BEGIN Records for this task

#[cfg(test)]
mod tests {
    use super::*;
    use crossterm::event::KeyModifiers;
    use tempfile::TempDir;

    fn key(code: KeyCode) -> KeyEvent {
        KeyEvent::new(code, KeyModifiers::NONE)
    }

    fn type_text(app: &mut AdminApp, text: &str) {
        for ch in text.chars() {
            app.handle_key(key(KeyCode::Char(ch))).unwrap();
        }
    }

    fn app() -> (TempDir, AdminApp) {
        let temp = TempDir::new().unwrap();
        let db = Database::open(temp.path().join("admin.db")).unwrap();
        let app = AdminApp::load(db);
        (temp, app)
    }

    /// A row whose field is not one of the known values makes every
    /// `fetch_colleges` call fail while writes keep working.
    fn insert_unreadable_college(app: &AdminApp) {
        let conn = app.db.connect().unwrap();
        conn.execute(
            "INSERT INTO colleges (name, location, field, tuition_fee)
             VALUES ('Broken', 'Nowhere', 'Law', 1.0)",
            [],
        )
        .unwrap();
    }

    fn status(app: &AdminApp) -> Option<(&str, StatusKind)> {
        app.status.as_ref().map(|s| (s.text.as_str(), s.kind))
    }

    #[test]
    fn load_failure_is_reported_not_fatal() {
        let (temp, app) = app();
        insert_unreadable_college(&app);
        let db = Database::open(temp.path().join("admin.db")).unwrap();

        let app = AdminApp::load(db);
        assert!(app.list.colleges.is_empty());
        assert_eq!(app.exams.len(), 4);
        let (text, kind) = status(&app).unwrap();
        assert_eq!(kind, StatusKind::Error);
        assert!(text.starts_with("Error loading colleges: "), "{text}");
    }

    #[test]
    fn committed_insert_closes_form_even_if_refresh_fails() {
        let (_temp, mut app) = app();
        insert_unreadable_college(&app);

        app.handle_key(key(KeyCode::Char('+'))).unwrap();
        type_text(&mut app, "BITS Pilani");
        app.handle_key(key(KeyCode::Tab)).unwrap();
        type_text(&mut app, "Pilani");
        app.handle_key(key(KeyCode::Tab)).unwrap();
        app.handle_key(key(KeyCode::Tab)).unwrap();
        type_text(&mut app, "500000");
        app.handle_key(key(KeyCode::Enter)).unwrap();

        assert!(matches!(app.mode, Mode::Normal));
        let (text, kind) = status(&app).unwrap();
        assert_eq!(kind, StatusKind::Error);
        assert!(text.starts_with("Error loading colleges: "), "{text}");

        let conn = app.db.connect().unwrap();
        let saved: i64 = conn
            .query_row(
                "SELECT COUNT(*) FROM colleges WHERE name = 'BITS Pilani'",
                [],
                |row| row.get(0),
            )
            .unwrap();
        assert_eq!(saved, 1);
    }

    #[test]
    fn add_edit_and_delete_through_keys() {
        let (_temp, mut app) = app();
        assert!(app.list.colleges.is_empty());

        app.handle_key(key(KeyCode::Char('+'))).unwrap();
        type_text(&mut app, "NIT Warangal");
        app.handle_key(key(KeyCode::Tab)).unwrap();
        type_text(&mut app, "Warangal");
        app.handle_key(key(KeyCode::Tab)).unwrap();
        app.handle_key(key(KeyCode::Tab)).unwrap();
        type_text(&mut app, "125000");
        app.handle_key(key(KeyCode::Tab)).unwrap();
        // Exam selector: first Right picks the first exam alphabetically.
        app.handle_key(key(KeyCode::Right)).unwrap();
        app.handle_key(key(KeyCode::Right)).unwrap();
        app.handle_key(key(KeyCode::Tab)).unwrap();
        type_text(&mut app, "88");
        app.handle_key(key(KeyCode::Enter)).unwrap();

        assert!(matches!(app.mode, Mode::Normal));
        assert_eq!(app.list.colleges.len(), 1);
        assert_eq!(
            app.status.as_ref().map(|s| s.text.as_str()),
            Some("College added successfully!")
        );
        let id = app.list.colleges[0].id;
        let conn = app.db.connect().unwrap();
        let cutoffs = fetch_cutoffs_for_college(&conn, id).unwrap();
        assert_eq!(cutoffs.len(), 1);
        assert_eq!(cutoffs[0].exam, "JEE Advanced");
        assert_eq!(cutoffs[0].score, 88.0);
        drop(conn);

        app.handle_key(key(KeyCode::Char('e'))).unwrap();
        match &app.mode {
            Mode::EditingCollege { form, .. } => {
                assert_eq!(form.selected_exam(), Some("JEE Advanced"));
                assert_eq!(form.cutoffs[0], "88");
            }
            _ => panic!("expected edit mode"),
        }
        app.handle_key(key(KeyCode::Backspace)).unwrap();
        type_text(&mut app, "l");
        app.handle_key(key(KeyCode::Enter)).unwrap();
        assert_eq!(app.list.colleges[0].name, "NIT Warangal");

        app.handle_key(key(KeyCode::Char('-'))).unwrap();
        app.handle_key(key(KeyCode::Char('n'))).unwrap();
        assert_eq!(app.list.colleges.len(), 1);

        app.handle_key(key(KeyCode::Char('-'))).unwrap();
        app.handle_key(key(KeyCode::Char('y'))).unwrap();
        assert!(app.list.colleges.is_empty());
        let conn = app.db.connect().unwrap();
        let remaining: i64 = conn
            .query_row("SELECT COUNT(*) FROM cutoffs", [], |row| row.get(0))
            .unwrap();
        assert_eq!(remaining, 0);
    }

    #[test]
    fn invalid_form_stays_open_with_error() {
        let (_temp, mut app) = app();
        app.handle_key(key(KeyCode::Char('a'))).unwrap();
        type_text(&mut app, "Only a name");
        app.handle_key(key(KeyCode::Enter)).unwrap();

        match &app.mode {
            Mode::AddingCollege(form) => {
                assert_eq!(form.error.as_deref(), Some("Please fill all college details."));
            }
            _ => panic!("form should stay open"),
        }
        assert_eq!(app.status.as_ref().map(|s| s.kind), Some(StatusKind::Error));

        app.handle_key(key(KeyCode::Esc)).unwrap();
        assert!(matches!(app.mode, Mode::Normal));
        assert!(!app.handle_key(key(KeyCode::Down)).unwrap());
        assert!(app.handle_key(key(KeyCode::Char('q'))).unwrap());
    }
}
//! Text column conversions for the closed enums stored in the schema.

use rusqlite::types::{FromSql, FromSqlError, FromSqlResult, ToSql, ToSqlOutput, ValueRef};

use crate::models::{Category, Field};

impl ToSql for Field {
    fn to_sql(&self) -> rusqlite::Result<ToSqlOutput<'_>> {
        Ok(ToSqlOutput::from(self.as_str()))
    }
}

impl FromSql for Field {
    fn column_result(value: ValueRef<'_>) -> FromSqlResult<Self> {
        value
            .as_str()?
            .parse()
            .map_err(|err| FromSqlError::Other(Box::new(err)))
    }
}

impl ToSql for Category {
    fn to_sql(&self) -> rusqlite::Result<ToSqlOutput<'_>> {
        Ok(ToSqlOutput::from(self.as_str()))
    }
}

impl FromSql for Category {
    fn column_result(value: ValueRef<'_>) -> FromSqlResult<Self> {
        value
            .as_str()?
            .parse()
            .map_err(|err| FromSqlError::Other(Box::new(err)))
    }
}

END Records for this task
BEGIN Records for this task

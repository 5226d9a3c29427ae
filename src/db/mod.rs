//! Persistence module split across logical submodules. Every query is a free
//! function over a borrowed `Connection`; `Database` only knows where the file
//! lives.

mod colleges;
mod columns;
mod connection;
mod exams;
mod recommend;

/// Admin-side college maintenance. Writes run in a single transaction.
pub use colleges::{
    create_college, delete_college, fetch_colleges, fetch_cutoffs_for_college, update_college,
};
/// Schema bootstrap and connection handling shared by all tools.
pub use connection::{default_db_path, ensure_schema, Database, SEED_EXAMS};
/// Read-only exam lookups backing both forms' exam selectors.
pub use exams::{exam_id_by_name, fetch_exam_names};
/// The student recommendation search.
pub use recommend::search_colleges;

END Records for this task

## Task prompt:
Copy word for word the stretch of entries above from the line that has "#[cfg(test)]" through the line that has "fn type_text(app: &mut", both ends included, and nothing outside it.

## Exercise response:
#[cfg(test)]
mod tests {
    use super::*;
    use crossterm::event::KeyModifiers;
    use tempfile::TempDir;

    fn key(code: KeyCode) -> KeyEvent {
        KeyEvent::new(code, KeyModifiers::NONE)
    }

    fn type_text(app: &mut AdminApp, text: &str) {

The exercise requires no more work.